Advances in microscopy imaging technologies have enabled the visualization of live-cell dynamic processes using time-lapse microscopy imaging. However, modern methods exhibit several limitations related to the training phases and to time constraints, hindering their application in the laboratory practice. In this work, we present a novel method, named Automated Cell Detection and Counting (ACDC), designed for activity detection of fluorescent labeled cell nuclei in time-lapse microscopy. ACDC overcomes the limitations of the literature methods, by first applying bilateral filtering on the original image to smooth the input cell images while preserving edge sharpness, and then by exploiting the watershed transform and morphological filtering.
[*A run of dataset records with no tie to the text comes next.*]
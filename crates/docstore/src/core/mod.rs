//! Core storage traits.
//!
//! - [`DocumentStorage`] - Keyed save, load and remove of records
//! - [`SearchProvider`] - Structured search, raw SQL and aggregates
//! - [`TransactionProvider`] - Explicit transactions
//! - [`DocumentObject`] - Adapter for storing application types
//!
//! # Trait Hierarchy
//!
//! ```text
//! DocumentStorage
//!     └── SearchProvider
//!
//! TransactionProvider
//! ```
//!
//! # Example
//!
//! ```
//! use helios_docstore::backends::sqlite::SqliteDocumentStore;
//! use helios_docstore::core::{DocumentStorage, SearchProvider, TransactionProvider};
//! use helios_docstore::types::{record_from_json, ReturnShape, Search};
//! use serde_json::json;
//!
//! let store = SqliteDocumentStore::in_memory().unwrap();
//!
//! store
//!     .in_transaction(|store| {
//!         store.save("a", &record_from_json(json!({"City": "Madrid"}))?)?;
//!         store.save("b", &record_from_json(json!({"City": "Lisbon"}))?)
//!     })
//!     .unwrap();
//!
//! let search = Search::new().with_attribute("City").with_value("Madrid");
//! let keys = store.search(&search, ReturnShape::Keys).unwrap().into_keys();
//! assert_eq!(keys, vec!["a".to_string()]);
//! ```

mod object;
mod search;
mod storage;
mod transaction;

pub use object::DocumentObject;
pub use search::SearchProvider;
pub use storage::DocumentStorage;
pub use transaction::TransactionProvider;
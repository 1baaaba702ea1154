//! SQLite backend implementation.
//!
//! This module provides the SQLite implementation of all storage traits. It
//! supports both in-memory databases (useful for testing) and file-based
//! databases.
//!
//! # Features
//!
//! - In-memory and file-based modes
//! - Atomic single and batch saves, with savepoints inside an explicit transaction
//! - Structured search compiled to parameterized SQL
//! - Raw SQL, shaped raw SQL, aggregates and query plans
//! - Storage of application types through [`DocumentObject`](crate::core::DocumentObject)
//!
//! # Example
//!
//! ```
//! use helios_docstore::backends::sqlite::SqliteDocumentStore;
//! use helios_docstore::core::{DocumentStorage, SearchProvider};
//! use helios_docstore::types::{record_from_json, AggregateFunction, Search};
//! use serde_json::json;
//!
//! # fn main() -> Result<(), Box<dyn std::error::Error>> {
//! let store = SqliteDocumentStore::in_memory()?;
//!
//! store.save("a", &record_from_json(json!({"Salary": 10}))?)?;
//! store.save("b", &record_from_json(json!({"Salary": 30}))?)?;
//!
//! let average = store.aggregate(AggregateFunction::Average, "Salary", &Search::new())?;
//! assert_eq!(average, Some(20.0));
//! # Ok(())
//! # }
//! ```
//!
//! # Schema
//!
//! ```sql
//! -- One row per document
//! CREATE TABLE doc_keys (
//!     doc_key TEXT PRIMARY KEY NOT NULL,
//!     snapshot BLOB NOT NULL,      -- canonical JSON of the whole record
//!     class_name TEXT NOT NULL,
//!     created_at TEXT NOT NULL
//! );
//!
//! -- One row per leaf, plus one marker row per mapping or sequence
//! CREATE TABLE doc_values (
//!     doc_key TEXT NOT NULL REFERENCES doc_keys(doc_key) ON DELETE CASCADE,
//!     attribute TEXT NOT NULL,     -- dotted path, e.g. addresses.0.city
//!     value,
//!     datatype TEXT NOT NULL       -- TEXT, NUMBER, DATE, BLOB, MAPPING, SEQUENCE
//! );
//!
//! -- Datatypes observed per attribute path
//! CREATE TABLE attribute_datatypes (
//!     attribute TEXT NOT NULL,
//!     datatype TEXT NOT NULL,
//!     PRIMARY KEY (attribute, datatype)
//! );
//! ```

mod backend;
mod objects;
mod schema;
pub mod search;
mod search_impl;
mod storage;
mod transaction;
mod writer;

pub use backend::{SqliteDocumentStore, StoreHandle};
pub use schema::SCHEMA_VERSION;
Moreover, ACDC represents a feasible solution for the laboratory practice, as it can leverage multi-core architectures in computer clusters to efficiently handle large-scale imaging datasets. Indeed, our Parent-Workers implementation of ACDC allows to obtain up to a 3.7× speed-up compared to the sequential counterpart. ACDC was tested on two distinct cell imaging datasets to assess its accuracy and effectiveness on images with different characteristics. We achieved an accurate cell-count and nuclei segmentation without relying on large-scale annotated datasets, a result confirmed by the average Dice Similarity Coefficients of 76.84 and 88.64 and the Pearson coefficients of 0.99 and 0.96, calculated against the manual cell counting, on the two tested datasets.